2014 Classics Wrap-Up

We began the year hoping to see and review a movie a week, with a week or two off for vacation or especially busy times.  That notion devolved pretty quickly to every other week, and we struggled with that.  Even with Barbara not working for a few months we found other things to do.  So we finished with seventeen potential classics, which averages one for every three weeks.  If we can keep up the same pace in 2015, I guess we’ll be satisfied.

Of the movies themselves, only one was considered a miss by both of us, My Little Chickadee, made by W. C. Fields and Mae West after both were past their primes. Barb wasn’t sure The Onion Field qualifies as a classic either, though it and all of the other sixteen titles qualify in my book.  Agree?  Disagree?  Post your comments on each movie if you have a strong opinion to express.

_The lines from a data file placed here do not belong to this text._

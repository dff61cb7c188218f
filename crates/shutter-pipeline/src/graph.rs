//! Module graph collection.
//!
//! Walks static `import`/`require` edges from the entry module, running each
//! module through the transform hooks before its imports are scanned, so
//! component files are already JavaScript by the time their edges are read.
//! Modules come back in dependency order with the entry last.

use std::path::{Path, PathBuf};

use once_cell::sync::Lazy;
use regex::Regex;
use rustc_hash::FxHashSet;

use crate::error::{Error, Result};
use crate::plugin::{Resolution, SharedPlugin};

/// `import x from '...'`, `import '...'`, `export ... from '...'`.
static ESM_IMPORT_RE: Lazy<Regex> = Lazy::new(|| {
    Regex::new(
        r#"(?m)^\s*(?:import|export)\b[^;'"]*?from\s+['"]([^'"]+)['"]|^\s*import\s+['"]([^'"]+)['"]"#,
    )
    .expect("static regex")
});

static REQUIRE_RE: Lazy<Regex> =
    Lazy::new(|| Regex::new(r#"require\(\s*['"]([^'"]+)['"]\s*\)"#).expect("static regex"));

/// One collected module after transformation.
#[derive(Debug, Clone)]
pub struct ModuleRecord {
    /// Absolute path on disk.
    pub id: PathBuf,
    /// Path relative to the project root, used in banners and source maps.
    pub rel_id: String,
    pub code: String,
    pub is_entry: bool,
}

/// Collect the transformed module graph reachable from `entry`.
pub fn collect(
    project_root: &Path,
    entry: &Path,
    plugins: &[SharedPlugin],
) -> Result<Vec<ModuleRecord>> {
    let entry_abs = project_root.join(entry);
    if !entry_abs.exists() {
        return Err(Error::Resolution {
            specifier: entry.display().to_string(),
            importer: project_root.to_path_buf(),
            hint: "the entry module does not exist; check 'input' in shutter.toml".to_string(),
        });
    }

    let mut walker = Walker {
        project_root,
        plugins,
        visited: FxHashSet::default(),
        order: Vec::new(),
    };
    walker.visit(&entry_abs)?;

    if let Some(last) = walker.order.last_mut() {
        last.is_entry = true;
    }
    tracing::debug!(modules = walker.order.len(), "module graph collected");
    Ok(walker.order)
}

struct Walker<'a> {
    project_root: &'a Path,
    plugins: &'a [SharedPlugin],
    visited: FxHashSet<PathBuf>,
    order: Vec<ModuleRecord>,
}

impl Walker<'_> {
    fn visit(&mut self, path: &Path) -> Result<()> {
        // Pre-marking makes import cycles terminate; the module is emitted
        // after its (non-cyclic) dependencies.
        if !self.visited.insert(path.to_path_buf()) {
            return Ok(());
        }

        let mut code = std::fs::read_to_string(path)?;
        for plugin in self.plugins {
            if let Some(next) = plugin.transform(path, &code)? {
                tracing::trace!(plugin = %plugin.name(), id = %path.display(), "transformed");
                code = next;
            }
        }

        for specifier in scan_imports(&code) {
            if is_url_like(&specifier) {
                continue;
            }
            match self.resolve(&specifier, path)? {
                Some(Resolution::File(dep)) => self.visit(&dep)?,
                Some(Resolution::External) => {
                    tracing::debug!(%specifier, "external import, not bundled");
                }
                None => {
                    if specifier.starts_with('.') {
                        return Err(Error::Resolution {
                            specifier,
                            importer: path.to_path_buf(),
                            hint: "check the relative path and file extension".to_string(),
                        });
                    }
                    // Bare specifier no stage claimed: leave it external.
                    tracing::warn!(%specifier, importer = %path.display(), "unresolved bare import left external");
                }
            }
        }

        let rel_id = path
            .strip_prefix(self.project_root)
            .unwrap_or(path)
            .to_string_lossy()
            .replace('\\', "/");
        self.order.push(ModuleRecord {
            id: path.to_path_buf(),
            rel_id,
            code,
            is_entry: false,
        });
        Ok(())
    }

    fn resolve(&self, specifier: &str, importer: &Path) -> Result<Option<Resolution>> {
        for plugin in self.plugins {
            if let Some(resolution) = plugin.resolve_id(specifier, importer)? {
                return Ok(Some(resolution));
            }
        }
        Ok(None)
    }
}

/// Static import specifiers of a module, in source order.
pub fn scan_imports(code: &str) -> Vec<String> {
    let mut specifiers = Vec::new();
    for caps in ESM_IMPORT_RE.captures_iter(code) {
        if let Some(m) = caps.get(1).or_else(|| caps.get(2)) {
            specifiers.push(m.as_str().to_string());
        }
    }
    for caps in REQUIRE_RE.captures_iter(code) {
        specifiers.push(caps[1].to_string());
    }
    specifiers
}

fn is_url_like(specifier: &str) -> bool {
    specifier.contains("://") || specifier.starts_with("data:")
}
//! The static configuration record the pipeline reads once per invocation.
//!
//! Field defaults mirror the camera app's checked-in build description: entry
//! at `src/main.js`, one IIFE bundle at `public/camera.js` with the global name
//! `app`, extracted styles at `public/camera.css`, source maps on.

use std::path::PathBuf;

use serde::{Deserialize, Serialize};

use crate::error::{ConfigError, Result};

#[derive(Debug, Clone, Serialize, Deserialize)]
pub struct ShutterConfig {
    /// Entry module the graph walk starts from.
    #[serde(default = "default_input")]
    pub input: PathBuf,

    #[serde(default)]
    pub output: OutputConfig,

    #[serde(default)]
    pub watch: WatchConfig,
}

impl Default for ShutterConfig {
    fn default() -> Self {
        Self {
            input: default_input(),
            output: OutputConfig::default(),
            watch: WatchConfig::default(),
        }
    }
}

impl ShutterConfig {
    /// Create from a serde_json::Value (for programmatic configuration).
    pub fn from_value(value: serde_json::Value) -> Result<Self> {
        serde_json::from_value(value).map_err(|e| ConfigError::InvalidValue {
            field: "config".to_string(),
            hint: Some(e.to_string()),
        })
    }

    /// Directory the bundle artifact is written into.
    ///
    /// Used as the live-reload watch root and as the default watcher ignore in
    /// dev mode, so rebuild output never re-triggers a rebuild.
    pub fn output_dir(&self) -> PathBuf {
        self.output
            .file
            .parent()
            .map(PathBuf::from)
            .unwrap_or_else(|| PathBuf::from("."))
    }
}

/// Output artifact description.
#[derive(Debug, Clone, Serialize, Deserialize)]
pub struct OutputConfig {
    /// Destination of the rendered script.
    #[serde(default = "default_output_file")]
    pub file: PathBuf,

    /// Destination of the extracted stylesheet.
    #[serde(default = "default_css_file")]
    pub css_file: PathBuf,

    #[serde(default)]
    pub format: OutputFormat,

    /// Global name the IIFE assigns its exports to.
    #[serde(default = "default_name")]
    pub name: String,

    /// Emit a debugging map next to the script.
    #[serde(default = "default_true")]
    pub sourcemap: bool,
}

impl Default for OutputConfig {
    fn default() -> Self {
        Self {
            file: default_output_file(),
            css_file: default_css_file(),
            format: OutputFormat::default(),
            name: default_name(),
            sourcemap: true,
        }
    }
}

/// Bundle output format.
///
/// Only `iife` is renderable; the other spellings are accepted by the parser so
/// a config mistake surfaces as a validation error with a hint rather than an
/// unknown-variant serde error.
#[derive(Debug, Clone, Copy, PartialEq, Eq, Default, Serialize, Deserialize)]
#[serde(rename_all = "lowercase")]
pub enum OutputFormat {
    /// Immediately invoked function expression, for direct `<script>` use.
    #[default]
    Iife,
    /// ECMAScript module (parsed, rejected by validation).
    Esm,
    /// CommonJS (parsed, rejected by validation).
    Cjs,
}

impl std::fmt::Display for OutputFormat {
    fn fmt(&self, f: &mut std::fmt::Formatter<'_>) -> std::fmt::Result {
        match self {
            Self::Iife => write!(f, "iife"),
            Self::Esm => write!(f, "esm"),
            Self::Cjs => write!(f, "cjs"),
        }
    }
}

/// Watch-mode behavior flags.
#[derive(Debug, Clone, Serialize, Deserialize)]
pub struct WatchConfig {
    /// Clear the terminal before each rebuild.
    #[serde(default = "default_true")]
    pub clear_screen: bool,

    /// Debounce window for file-change events, in milliseconds.
    #[serde(default = "default_debounce_ms")]
    pub debounce_ms: u64,
}

impl Default for WatchConfig {
    fn default() -> Self {
        Self {
            clear_screen: true,
            debounce_ms: default_debounce_ms(),
        }
    }
}

fn default_input() -> PathBuf {
    PathBuf::from("src/main.js")
}

fn default_output_file() -> PathBuf {
    PathBuf::from("public/camera.js")
}

fn default_css_file() -> PathBuf {
    PathBuf::from("public/camera.css")
}

fn default_name() -> String {
    "app".to_string()
}

fn default_true() -> bool {
    true
}

fn default_debounce_ms() -> u64 {
    100
}
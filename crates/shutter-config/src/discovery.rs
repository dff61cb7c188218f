//! File-based config discovery.
//!
//! Finds and loads `shutter.toml` from a project root. Absent files are not an
//! error: the camera app's build is fully described by the defaults, and the
//! checked-in config only overrides what differs.

use std::fs;
use std::path::{Path, PathBuf};

use crate::config::ShutterConfig;
use crate::error::{ConfigError, Result};

pub const CONFIG_FILE_NAME: &str = "shutter.toml";

/// Locates and loads the project configuration.
///
/// # Example
///
/// ```no_run
/// use shutter_config::ConfigDiscovery;
///
/// let config = ConfigDiscovery::new(".").load_or_default().unwrap();
/// ```
pub struct ConfigDiscovery {
    root: PathBuf,
}

impl ConfigDiscovery {
    pub fn new(root: impl AsRef<Path>) -> Self {
        Self {
            root: root.as_ref().to_path_buf(),
        }
    }

    /// Path of the config file if one exists in the root.
    pub fn find(&self) -> Option<PathBuf> {
        let path = self.root.join(CONFIG_FILE_NAME);
        path.exists().then_some(path)
    }

    /// Load the discovered config, or the defaults when no file exists.
    pub fn load_or_default(&self) -> Result<ShutterConfig> {
        match self.find() {
            Some(path) => self.load_from(&path),
            None => {
                tracing::debug!(root = %self.root.display(), "no shutter.toml, using defaults");
                Ok(ShutterConfig::default())
            }
        }
    }

    /// Load the discovered config, erroring when no file exists.
    pub fn load(&self) -> Result<ShutterConfig> {
        let path = self
            .find()
            .ok_or_else(|| ConfigError::NotFound(self.root.join(CONFIG_FILE_NAME)))?;
        self.load_from(&path)
    }

    /// Load config from a specific file path.
    pub fn load_from(&self, path: &Path) -> Result<ShutterConfig> {
        let content = fs::read_to_string(path)?;
        let config: ShutterConfig = toml::from_str(&content)?;
        tracing::debug!(path = %path.display(), "loaded config");
        Ok(config)
    }
}

#[cfg(test)]
mod tests {
    use super::*;

    #[test]
    fn missing_file_falls_back_to_defaults() {
        let dir = tempfile::tempdir().unwrap();
        let discovery = ConfigDiscovery::new(dir.path());

        assert!(discovery.find().is_none());
        let config = discovery.load_or_default().unwrap();
        assert_eq!(config.output.name, "app");
    }

    #[test]
    fn missing_file_is_an_error_for_strict_load() {
        let dir = tempfile::tempdir().unwrap();
        let err = ConfigDiscovery::new(dir.path()).load().unwrap_err();
        assert!(matches!(err, ConfigError::NotFound(_)));
    }
}
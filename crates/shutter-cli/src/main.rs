//! Shutter CLI entry point: argument parsing, logging setup, dispatch.

use clap::Parser;
use miette::Result;
use shutter_cli::{cli, commands, error, logger, ui};

#[tokio::main]
async fn main() -> Result<()> {
    let args = cli::Cli::parse();

    logger::init_logger(args.verbose, args.quiet, args.no_color);
    ui::init_colors(args.no_color);

    let result = match args.command {
        cli::Command::Build(build_args) => commands::build_execute(build_args).await,
        cli::Command::Dev(dev_args) => commands::dev_execute(dev_args).await,
    };

    result.map_err(error::cli_error_to_miette)
}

Barb, who picks a potential classic from batches of five which I present to her, has yet to choose a foreign film or a silent film, though I am sure we will get there eventually.  She tends to stay away from really long films . . . although she prefers longer books when she reads.  Who knows?  The point is to keep visiting the oldies, and the not-so-oldies (any potential classic before 1990 is fair game), trying to determine whether these films continue to offer viewing rewards to modern audiences, and appreciating them all the more when they do.  Our list of seventeen films watched in 2014 is below, followed by their reviews by Barb and myself.

 

Our 2014 classics:

# 1:  The Naked City  (1948)

# 2:  Elmer Gantry  (1960)

# 3:  Experiment in Terror  (1962)

# 4:  Grand Hotel  (1932)

# 5:  All About Eve  (1950)

# 6:  My Little Chickadee  (1940)

# 7:  The Longest Day  (1962)

# 8:  Inherit the Wind  (1960)

# 9:  Island of Lost Souls  (1932)

# 10:  Coal Miner’s Daughter  (1980)

# 11:  The Westerner  (1940)

# 12:  The Onion Field  (1979)

# 13:  Q Planes  (Clouds Over Europe)  (1939)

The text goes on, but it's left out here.